What to produce
Whatever appears in the data below, copy it exactly.

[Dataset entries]

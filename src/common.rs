pub mod error;
pub mod extract;
pub mod money;
pub mod response;
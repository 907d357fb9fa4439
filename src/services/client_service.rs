// src/services/client_service.rs

use std::str::FromStr;

use serde_json::Value;

use crate::{
    common::error::AppError,
    db::{client_repo::Saved, ClientRepository},
    models::client::{Client, ClientPatch},
};

/// O que fazer quando o celular enviado no "save" já existe.
#[derive(Debug, Clone, Copy, PartialEq, Eq, Default)]
pub enum ClientSaveMode {
    /// Mescla os campos enviados no cliente existente.
    #[default]
    Upsert,
    /// Recusa com 409.
    Reject,
}

impl FromStr for ClientSaveMode {
    type Err = String;

    fn from_str(s: &str) -> Result<Self, Self::Err> {
        match s.trim().to_ascii_lowercase().as_str() {
            "upsert" => Ok(ClientSaveMode::Upsert),
            "reject" => Ok(ClientSaveMode::Reject),
            other => Err(format!(
                "unknown client save mode `{other}` (expected `upsert` or `reject`)"
            )),
        }
    }
}

#[derive(Clone)]
pub struct ClientService {
    repo: ClientRepository,
    save_mode: ClientSaveMode,
}

impl ClientService {
    pub fn new(repo: ClientRepository, save_mode: ClientSaveMode) -> Self {
        Self { repo, save_mode }
    }

    pub async fn save_client(&self, client: Client) -> Result<Saved, AppError> {
        let mobile_number = client.mobile_number.clone();
        let saved = self
            .repo
            .save(client, self.save_mode == ClientSaveMode::Upsert)
            .await?;

        match saved {
            Saved::Created => tracing::info!("👤 Cliente {} criado", mobile_number),
            Saved::Updated => tracing::info!("👤 Cliente {} atualizado (upsert)", mobile_number),
        }
        Ok(saved)
    }

    pub async fn list_clients(&self) -> Result<Vec<Value>, AppError> {
        self.repo.list().await
    }

    pub async fn update_client(
        &self,
        mobile_number: &str,
        patch: ClientPatch,
    ) -> Result<Client, AppError> {
        // O celular é a chave: não pode ser trocado por aqui
        if let Some(new_mobile) = patch.get("mobile_number") {
            let same = match new_mobile {
                Value::String(s) => s == mobile_number,
                Value::Number(n) => n.to_string() == mobile_number,
                _ => false,
            };
            if !same {
                return Err(AppError::InvalidInput(
                    "mobile_number cannot be changed.".to_string(),
                ));
            }
        }

        let client = self.repo.update(mobile_number, patch).await?;
        tracing::info!("👤 Cliente {} atualizado", mobile_number);
        Ok(client)
    }

    pub async fn delete_client(&self, mobile_number: &str) -> Result<(), AppError> {
        self.repo.delete(mobile_number).await?;
        tracing::info!("🗑️ Cliente {} removido", mobile_number);
        Ok(())
    }
}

Answer to this problem
filename src/common.rs
pub mod error;
pub mod extract;
pub mod money;
pub mod response;
repository 907d357fb9fa4439
filename src/services/client_service.rs
// src/services/client_service.rs

use std::str::FromStr;

use serde_json::Value;

use crate::{
    common::error::AppError,
    db::{client_repo::Saved, ClientRepository},
    models::client::{Client, ClientPatch},
};

/// O que fazer quando o celular enviado no "save" já existe.
#[derive(Debug, Clone, Copy, PartialEq, Eq, Default)]
pub enum ClientSaveMode {
    /// Mescla os campos enviados no cliente existente.
    #[default]
    Upsert,
    /// Recusa com 409.
    Reject,
}

impl FromStr for ClientSaveMode {
    type Err = String;

    fn from_str(s: &str) -> Result<Self, Self::Err> {
        match s.trim().to_ascii_lowercase().as_str() {
            "upsert" => Ok(ClientSaveMode::Upsert),
            "reject" => Ok(ClientSaveMode::Reject),
            other => Err(format!(
                "unknown client save mode `{other}` (expected `upsert` or `reject`)"
            )),
        }
    }
}

#[derive(Clone)]
pub struct ClientService {
    repo: ClientRepository,
    save_mode: ClientSaveMode,
}

impl ClientService {
    pub fn new(repo: ClientRepository, save_mode: ClientSaveMode) -> Self {
        Self { repo, save_mode }
    }

    pub async fn save_client(&self, client: Client) -> Result<Saved, AppError> {
        let mobile_number = client.mobile_number.clone();
        let saved = self
            .repo
            .save(client, self.save_mode == ClientSaveMode::Upsert)
            .await?;

        match saved {
            Saved::Created => tracing::info!("👤 Cliente {} criado", mobile_number),
            Saved::Updated => tracing::info!("👤 Cliente {} atualizado (upsert)", mobile_number),
        }
        Ok(saved)
    }

    pub async fn list_clients(&self) -> Result<Vec<Value>, AppError> {
        self.repo.list().await
    }

    pub async fn update_client(
        &self,
        mobile_number: &str,
        patch: ClientPatch,
    ) -> Result<Client, AppError> {
        // O celular é a chave: não pode ser trocado por aqui
        if let Some(new_mobile) = patch.get("mobile_number") {
            let same = match new_mobile {
                Value::String(s) => s == mobile_number,
                Value::Number(n) => n.to_string() == mobile_number,
                _ => false,
            };
            if !same {
                return Err(AppError::InvalidInput(
                    "mobile_number cannot be changed.".to_string(),
                ));
            }
        }

        let client = self.repo.update(mobile_number, patch).await?;
        tracing::info!("👤 Cliente {} atualizado", mobile_number);
        Ok(client)
    }

    pub async fn delete_client(&self, mobile_number: &str) -> Result<(), AppError> {
        self.repo.delete(mobile_number).await?;
        tracing::info!("🗑️ Cliente {} removido", mobile_number);
        Ok(())
    }
}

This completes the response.